Il n’eut pas plutôt cessé de parler, qu’il entendit des cris et du tumulte à sa porte : c’étaient les soldats qui menaçaient de tuer les sénateurs s’ils se retiraient et abandonnaient l’empereur. Othon, qui craignait pour leur vie, parut une seconde fois en public, non plus d’un air doux et d’un ton suppliant, mais avec un visage courroucé et une voix menaçante, et lança sur ceux des soldats qui faisaient le plus de bruit un regard si terrible, qu’ils se retirèrent pleins d’effroi. Sur le soir, il eut soif et but un verre d’eau ; ensuite, s’étant fait apporter deux épées et en ayant longtemps examiné le fil, il rendit l’une, et mit l’autre sous son bras.
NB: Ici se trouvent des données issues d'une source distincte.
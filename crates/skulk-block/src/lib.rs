//! Skulk Block - compressed sample blocks for the Alopex Skulk time series engine
//!
//! This crate packs ordered `(timestamp, value)` samples of one series into
//! fixed-capacity binary blocks and restores them exactly: decoded values are
//! bit-identical to the originals.
//!
//! # Components
//!
//! - [`DataBlockWriter`]: encodes samples into a caller-owned buffer
//! - [`DataBlockReader`]: decodes a sealed block sample by sample
//! - [`TimestampCodec`] / [`ValueCodec`]: Gorilla delta-of-delta and XOR codecs
//! - [`BlockBuffer`] / [`BitReader`]: fixed-capacity bit streams
//!
//! # Example
//!
//! ```rust
//! use skulk_block::{max_block_size, CodecError, DataBlockReader, DataBlockWriter};
//!
//! let mut buf = vec![0u8; max_block_size(100)];
//! let mut writer = DataBlockWriter::new(1, &mut buf)?;
//! for i in 0..100 {
//!     writer.put(1_700_000_000 + i * 10, 20.0 + (i % 3) as f64)?;
//! }
//! let block = writer.finish();
//!
//! let mut reader = DataBlockReader::new(block)?;
//! let (ts, value) = reader.next_sample()?;
//! assert_eq!((ts, value), (1_700_000_000, 20.0));
//! # Ok::<(), CodecError>(())
//! ```
//!
//! Every operation reports its outcome through [`CodecError`]:
//! `Overflow` tells the writer's caller to seal the block and start a new
//! one, `EndOfStream` ends a read, and `Corrupt` marks a block that must be
//! discarded.

#![deny(missing_docs)]

pub mod block;
pub mod error;

pub use block::{
    max_block_size, BitReader, BlockBuffer, BlockHeader, CodecState, DataBlockReader,
    DataBlockWriter, ReaderConfig, Sample, SeriesId, Timestamp, TimestampCodec,
    UncompressedChunk, ValueCodec, WriterConfig, HEADER_SIZE,
};
pub use error::{CodecError, Corruption, Result};
impl TimestampCodec {
    /// Creates a codec seeded with the block's reference timestamp.
    pub fn seeded(first: Timestamp) -> Self {
        Self {
            prev_ts: first,
            prev_delta: 0,
        }
    }

    /// Last timestamp encoded or decoded.
    pub fn prev_timestamp(&self) -> Timestamp {
        self.prev_ts
    }

    /// Encodes `timestamp` and advances the state.
    ///
    /// On error the sink may hold part of the code and the state is left
    /// untouched; callers roll the sink back (see
    /// [`BlockBuffer::mark`](crate::block::BlockBuffer::mark)).
    pub fn encode<S: BitSink>(&mut self, timestamp: Timestamp, output: &mut S) -> Result<()> {
        let delta = timestamp.wrapping_sub(self.prev_ts);
        let delta_of_delta = delta.wrapping_sub(self.prev_delta);

        if delta_of_delta == 0 {
            output.write_bit(false)?;
        } else {
            let z = zigzag_encode(delta_of_delta);
            let bucket = DOD_PAYLOAD_BITS
                .iter()
                .position(|&bits| bits == 64 || z < (1u64 << bits))
                .unwrap_or(DOD_PAYLOAD_BITS.len() - 1);

            // bucket k has k + 1 leading ones, terminated by a zero except
            // for the last bucket
            let (prefix, prefix_bits) = if bucket == DOD_PAYLOAD_BITS.len() - 1 {
                (0b11111, 5)
            } else {
                let ones = bucket as u32 + 1;
                (((1u64 << ones) - 1) << 1, ones + 1)
            };

            output.write_bits(prefix, prefix_bits)?;
            output.write_bits(z, DOD_PAYLOAD_BITS[bucket])?;
        }

        self.prev_delta = delta;
        self.prev_ts = timestamp;
        Ok(())
    }

    /// Decodes the next timestamp and advances the state.
    ///
    /// # Errors
    ///
    /// Returns `Corrupt` if the stream ends early or holds a non-canonical
    /// code.
    pub fn decode(&mut self, input: &mut BitReader<'_>) -> Result<Timestamp> {
        let delta_of_delta = if !input.read_bit()? {
            0
        } else {
            let mut ones = 1;
            while ones < DOD_PAYLOAD_BITS.len() && input.read_bit()? {
                ones += 1;
            }
            let z = input.read_bits(DOD_PAYLOAD_BITS[ones - 1])?;
            if z == 0 {
                return Err(
                    Corruption::InvalidEncoding("zero delta-of-delta with payload").into(),
                );
            }
            zigzag_decode(z)
        };

        let delta = self.prev_delta.wrapping_add(delta_of_delta);
        let ts = self.prev_ts.wrapping_add(delta);
        self.prev_delta = delta;
        self.prev_ts = ts;

        Ok(ts)
    }
}

/// Leading/trailing zero window of the last XOR written with a `'11'` code.
#[derive(Debug, Clone, Copy, PartialEq, Eq)]
struct Window {
    leading: u32,
    trailing: u32,
}

impl Window {
    fn meaningful_bits(&self) -> u32 {
        64 - self.leading - self.trailing
    }
}

/// Running XOR state for the value stream.
#[derive(Debug, Clone, Copy, PartialEq, Eq)]
pub struct ValueCodec {
    prev_bits: u64,
    window: Option<Window>,
}

impl ValueCodec {
    /// Creates a codec seeded with the raw bits of the block's first value.
    pub fn seeded(first_bits: u64) -> Self {
        Self {
            prev_bits: first_bits,
            window: None,
        }
    }

    /// Raw bits of the last value encoded or decoded.
    pub fn prev_bits(&self) -> u64 {
        self.prev_bits
    }

    /// Encodes `value` and advances the state.
    pub fn encode<S: BitSink>(&mut self, value: f64, output: &mut S) -> Result<()> {
        let bits = value.to_bits();
        let xor = bits ^ self.prev_bits;

        if xor == 0 {
            output.write_bit(false)?;
        } else {
            let leading = xor.leading_zeros();
            let trailing = xor.trailing_zeros();

            match self.window {
                Some(window) if leading >= window.leading && trailing >= window.trailing => {
                    output.write_bits(0b10, 2)?;
                    output.write_bits(xor >> window.trailing, window.meaningful_bits())?;
                }
                _ => {
                    let window = Window { leading, trailing };
                    let meaningful_bits = window.meaningful_bits();
                    let control = (0b11 << 12)
                        | (u64::from(leading) << 6)
                        | u64::from(meaningful_bits - 1);
                    output.write_bits(control, 14)?;
                    output.write_bits(xor >> trailing, meaningful_bits)?;
                    self.window = Some(window);
                }
            }
        }

        self.prev_bits = bits;
        Ok(())
    }

    /// Decodes the next value and advances the state.
    ///
    /// # Errors
    ///
    /// Returns `Corrupt` if the stream ends early or a window code is
    /// impossible for the encoder to have produced.
    pub fn decode(&mut self, input: &mut BitReader<'_>) -> Result<f64> {
        let xor = if !input.read_bit()? {
            0
        } else if !input.read_bit()? {
            let window = self
                .window
                .ok_or(Corruption::InvalidEncoding("window reuse before any window"))?;
            let meaningful = input.read_bits(window.meaningful_bits())?;
            if meaningful == 0 {
                return Err(Corruption::InvalidEncoding("empty xor in reused window").into());
            }
            meaningful << window.trailing
        } else {
            let leading = input.read_bits(6)? as u32;
            let meaningful_bits = input.read_bits(6)? as u32 + 1;
            if leading + meaningful_bits > 64 {
                return Err(Corruption::InvalidEncoding("value window exceeds 64 bits").into());
            }
            let meaningful = input.read_bits(meaningful_bits)?;
            if meaningful & 1 == 0 || meaningful >> (meaningful_bits - 1) == 0 {
                return Err(Corruption::InvalidEncoding("value window not tight").into());
            }
            let trailing = 64 - leading - meaningful_bits;
            self.window = Some(Window { leading, trailing });
            meaningful << trailing
        };

        let bits = self.prev_bits ^ xor;
        self.prev_bits = bits;

        Ok(f64::from_bits(bits))
    }
}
Puis il appela ses domestiques, leur parla avec bonté, et leur distribua, à l’un plus, à l’autre moins, tout l’argent qu’il avait, non point pourtant avec prodigalité, comme choses appartenant à un autre maître, mais dans une mesure proportionnée au mérite de chacun. Après avoir fait ce partage, il les congédia, et s’endormit si profondément, que ses domestiques l’entendaient ronfler.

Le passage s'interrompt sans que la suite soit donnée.